If the process goes smoothly, borrowers continue to send payments to the old lender until the new entity takes over with little trouble. They don't see any of the back-room brawling and shouldn't need to do anything more than change the address on their payment envelopes. Yet snafus abound, and thousands more borrowers than before are facing bankruptcy-related problems because so many of the subprime industry's former high-flyers have gone out of business.
Borrowers feel the bite
Take William Mueller, a 40-year-old customer service manager from Tonawanda, N.Y. In August 1998, he borrowed just over $19,000 from United. Since then, he has made his payments on schedule. But in the wake of the company's bankruptcy filing, he says he has spent hours arguing with them over questionable fees, tardy statements and on-time payments United deemed late. The company is in the process of selling its servicing rights to EMC Mortgage Corp., a division of the Wall Street investment firm Bear, Stearns & Co.
"I do not know what sort of people who UC Lending is used to dealing with, but we are people who are trying to pay our bills without going bankrupt," Mueller writes in an e-mail about his situation.

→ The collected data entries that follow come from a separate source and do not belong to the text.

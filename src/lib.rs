//! # serde-geofeature
//!
//! Validated geometry fields and typed GeoJSON features for serde records.
//!
//! Records are plain serde structs. Their geometry attribute holds a canonical
//! [`geometry::Geometry`], declared with a [`field::GeometryField`] that fixes the
//! accepted geometry kinds and how Z values are treated. The field accepts WKT, bare
//! coordinates or GeoJSON geometry objects and serializes to WKT. The [`feature`]
//! module turns such records into GeoJSON (RFC 7946) `Feature` and
//! `FeatureCollection` objects and back, with every geometry structurally validated
//! on the way in.
//!
//! ## Main Components
//!
//! - [`field::GeometryField`] - Validates loose input into a geometry of a declared kind
//! - [`geometry_field!`] - Wires a field into a record with `#[serde(with = "...")]`
//! - [`variant::GeoJsonGeometry`] - The seven GeoJSON geometry objects, validated on deserialization
//! - [`feature`] - `Feature` / `FeatureCollection` adapter for [`feature::FeatureRecord`]s
//! - [`convert`] - Canonical geometry to GeoJSON, bounding boxes and unions
//! - [`from_datasource`] - Reads records from any `GeozeroDatasource`
//! - [`error::Error`] - Custom error types for the library
//!
//! ## Example
//!
//! ```rust
//! use serde::{Deserialize, Serialize};
//! use serde_geofeature::feature::{from_geojson_str, to_geojson_string, FeatureRecord};
//! use serde_geofeature::field::GeometryField;
//! use serde_geofeature::geometry::{Geometry, Point};
//! use serde_geofeature::geometry_field;
//! use serde_geofeature::options::Options;
//!
//! geometry_field!(mod location = serde_geofeature::field::GeometryField::new(
//!     &[serde_geofeature::geometry::GeometryKind::Point],
//!     serde_geofeature::field::ZValues::Allow,
//! ));
//!
//! #[derive(Debug, PartialEq, Deserialize, Serialize)]
//! struct Greeting {
//!     #[serde(with = "location")]
//!     geometry: Geometry,
//!     name: String,
//!     answer: i64,
//! }
//!
//! impl FeatureRecord for Greeting {
//!     const GEOMETRY: GeometryField = location::FIELD;
//!
//!     fn geometry(&self) -> &Geometry {
//!         &self.geometry
//!     }
//! }
//!
//! let greeting = Greeting {
//!     geometry: Geometry::Point(Point::new(0.0, 0.0)),
//!     name: "Hello World".to_string(),
//!     answer: 42,
//! };
//!
//! let geojson = to_geojson_string(&greeting, &Options::default()).unwrap();
//! assert_eq!(
//!     geojson,
//!     r#"{"type":"Feature","geometry":{"type":"Point","coordinates":[0.0,0.0]},"properties":{"name":"Hello World","answer":42}}"#
//! );
//!
//! let decoded: Greeting = from_geojson_str(&geojson).unwrap();
//! assert_eq!(decoded, greeting);
//!
//! // The geometry field also accepts WKT when the record is deserialized directly.
//! let direct: Greeting =
//!     serde_json::from_str(r#"{"geometry": "POINT (0 0)", "name": "Hello World", "answer": 42}"#)
//!         .unwrap();
//! assert_eq!(direct, greeting);
//! ```
//!
//! ## Modules
//!
//! - [`collector`] - geozero event processors building canonical geometries
//! - [`convert`] - Conversion engine
//! - [`de`] - Reading records from geozero datasources
//! - [`error`] - Error types and handling
//! - [`feature`] - GeoJSON feature adapter
//! - [`field`] - Geometry field declaration and validation
//! - [`geometry`] - Canonical geometry model
//! - [`options`] - Output options
//! - [`ser`] - Datasource property values
//! - [`variant`] - GeoJSON geometry objects
//! - [`wkt`] - WKT reading and writing

pub mod collector;
pub mod convert;
#[allow(clippy::module_name_repetitions)]
pub mod de;
pub mod error;
pub mod feature;
#[macro_use]
pub mod field;
pub mod geometry;
pub mod options;
pub mod ser;
pub mod variant;
pub mod wkt;

pub use de::from_datasource;
pub use error::{Error, ErrorKind, Result};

"It seems that whenever someone else sees that you are down, all they want to do is kick you," he adds. "Now I really can see why some people just go belly up without trying."
An attorney handling United Cos.' bankruptcy case didn't return calls for comment.
Proof of payment -- a borrower's best friend
Though borrowers can't just take their loans elsewhere or stop paying them when their lenders go bankrupt, they can take steps to protect themselves once they find out their lenders are having trouble. Mueller, for one, has been sending in payments "return receipt requested" and saving bank statements and canceled checks. That way, he has proof his payments were received on time.
"You might make a call thinking you have something resolved and then the problem pops up again," says Jadlos, the investment banker. "All of a sudden you get a late fee and you know you sent your payment in on time. It's a headache and nightmare for you."
Still, some say the problem isn't as bad as it's made out to be. Russ Munsch, an attorney with Munsch Hardt Kopf & Harr, P.C. in Dallas who represents Empire Funding, says the company's 80,000 or so borrowers shouldn't run into a lot of trouble. He points out that Empire received authority from the bankruptcy court to provide bonuses to employees willing to stay on through the servicing transfer process in order to minimize any problems.
"Usually there is no change from the borrower's standpoint," Munsch says. "They'll simply be notified to send payments to a new P.O. box or new address and there should be no perceptible change."
Nevertheless, borrowers dealing with bankrupt lenders may want to practice a little Boy Scout-style preparation.
"You need to be prepared to take responsibility to make sure those payments get in and get resolved. You need to budget more time for problems that come up," Jadlos says. "You really have to buckle down."